The most obvious solution of shifting our ER to a bigger space was simply not an option. What we could do was make small changes that could make things a bit better. The nature of problem-solving has to be such that the biggest constraints remain (because we rarely can do anything about them). What is it that a bigger space adds? Big space adds orderliness. As I was pondering on this question, I had an idea that felt like an epiphany. I remembered one of my toys as a kid – a Rubik’s cube. We do not expand our Rubik’s cube to make it orderly. We rearrange it – you get to manipulate the pieces but not the whole cube. Thus, we started the mission of Rubik’s cubing our ER.
We had four beds in our ER. We wanted a separate resuscitation bed with enough surrounding space. We moved all three beds to one side of the room; installed two privacy screens instead of both a door and a wall (sorry onlookers!). We repaired and re-stocked the crash cart, placed each medicine in separate compartments in the drawers and labelled them properly.

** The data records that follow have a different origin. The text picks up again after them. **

//! Generators for decimal digit strings with specific shapes.
//!
//! Each call is independent; the only state is the caller's random number generator. All of them
//! require `max_length >= 1`, which [`GeneratorConfig::validate`](crate::GeneratorConfig::validate)
//! guarantees for configured lengths.
use rand::Rng;

/// A number of `1..=max_length` digits with no leading zero
pub fn random_number<R: Rng + ?Sized>(rng: &mut R, max_length: usize) -> String {
    let len = rng.gen_range(1..=max_length);
    let mut digits = String::with_capacity(len);
    digits.push(digit(rng.gen_range(1..=9)));
    for _ in 1..len {
        digits.push(digit(rng.gen_range(0..=9)));
    }
    digits
}

/// `1..=max_length` nines, probing carries and borrows
pub fn nines<R: Rng + ?Sized>(rng: &mut R, max_length: usize) -> String {
    "9".repeat(rng.gen_range(1..=max_length))
}

/// A one followed by `0..max_length` zeros, i.e. a power of ten with at most `max_length` digits
pub fn ones_zeros<R: Rng + ?Sized>(rng: &mut R, max_length: usize) -> String {
    let zeros = rng.gen_range(0..max_length);
    let mut digits = String::with_capacity(zeros + 1);
    digits.push('1');
    digits.extend(core::iter::repeat('0').take(zeros));
    digits
}

#[inline]
fn digit(d: u8) -> char {
    char::from(b'0' + d)
}

#[cfg(test)]
mod tests {
    use rand::rngs::StdRng;
    use rand::SeedableRng;

    use super::*;

    #[test]
    fn random_number_shape() {
        let mut rng = StdRng::seed_from_u64(42);
        for max_length in 1..=8 {
            for _ in 0..200 {
                let number = random_number(&mut rng, max_length);
                assert!(!number.is_empty() && number.len() <= max_length);
                assert!(number.bytes().all(|b| b.is_ascii_digit()));
                assert_ne!(number.as_bytes()[0], b'0', "leading zero in {}", number);
            }
        }
    }

    #[test]
    fn random_number_covers_every_length() {
        let mut rng = StdRng::seed_from_u64(7);
        let mut seen = [false; 6];
        for _ in 0..500 {
            seen[random_number(&mut rng, 6).len() - 1] = true;
        }
        assert!(seen.iter().all(|s| *s));
    }

    #[test]
    fn nines_shape() {
        let mut rng = StdRng::seed_from_u64(42);
        for _ in 0..200 {
            let number = nines(&mut rng, 6);
            assert!((1..=6).contains(&number.len()));
            assert!(number.bytes().all(|b| b == b'9'));
        }
    }

    #[test]
    fn ones_zeros_shape() {
        let mut rng = StdRng::seed_from_u64(42);
        assert_eq!(ones_zeros(&mut rng, 1), "1");
        for _ in 0..200 {
            let number = ones_zeros(&mut rng, 6);
            assert!((1..=6).contains(&number.len()));
            assert!(number.starts_with('1'));
            assert!(number[1..].bytes().all(|b| b == b'0'));
        }
    }

    #[test]
    fn numbers_are_reproducible_from_a_seed() {
        let draw = |seed| {
            let mut rng = StdRng::seed_from_u64(seed);
            (
                random_number(&mut rng, 6),
                nines(&mut rng, 6),
                ones_zeros(&mut rng, 6),
            )
        };
        assert_eq!(draw(1234), draw(1234));
    }
}
//! Postfix (reverse Polish) integer expressions and their reference semantics.
//!
//! An expression is a whitespace-separated sequence of signed decimal literals and the twelve
//! binary operators in [`BinaryOp`]. [`eval_expr`] evaluates an [`Expr`] over arbitrary-precision
//! integers and reports division by zero as a distinct, expected failure.
mod evaluator;
mod expr;
mod ops;
mod token;

pub use self::evaluator::{eval_expr, evaluate, EvalError};
pub use self::expr::Expr;
pub use self::ops::BinaryOp;
pub use self::token::{Token, TokenKind};

pub use rpn_number::{DivisionMode, Int};
use std::io::{self, Write};

use log::info;

use rpn_generator::TestCase;

use crate::argparser::GeneratorArgs;
use crate::generate_cases;

/// The main entry point for the 'cases' command
///
/// Prints one `<expression>\t<expected>` line per generated case.
pub fn handle_command(args: &GeneratorArgs) -> anyhow::Result<i32> {
    let seed = args.seed();
    let config = args.generator_config();
    info!("using seed {}", seed);

    let stdout = io::stdout();
    let mut out = stdout.lock();
    generate_cases(
        seed,
        args.cases,
        args.skip_boundary,
        &config,
        |_, expr| -> anyhow::Result<()> {
            let case = TestCase::new(expr.clone(), args.division)?;
            writeln!(out, "{}", case)?;
            Ok(())
        },
    )?;
    out.flush()?;
    Ok(0)
}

A few weeks later, we performed CPR in another patient. The patient was rushed to our resuscitation bed, the privacy screens were drawn and the crash cart pulled near the bed. After we resuscitated the patient, we started the age-old culture of replaying the scene in our head and trying to figure out what else could be done. We obviously came up with a lot, this time too. But in terms of using the available resources, everyone was satisfied that they did the best they could make out of the situation.
Resuscitation will never be easy, but that is the precise reason we need to make it as orderly as possible. People who develop protocols and policies are doing their part. We, at Beltar, tried to do ours.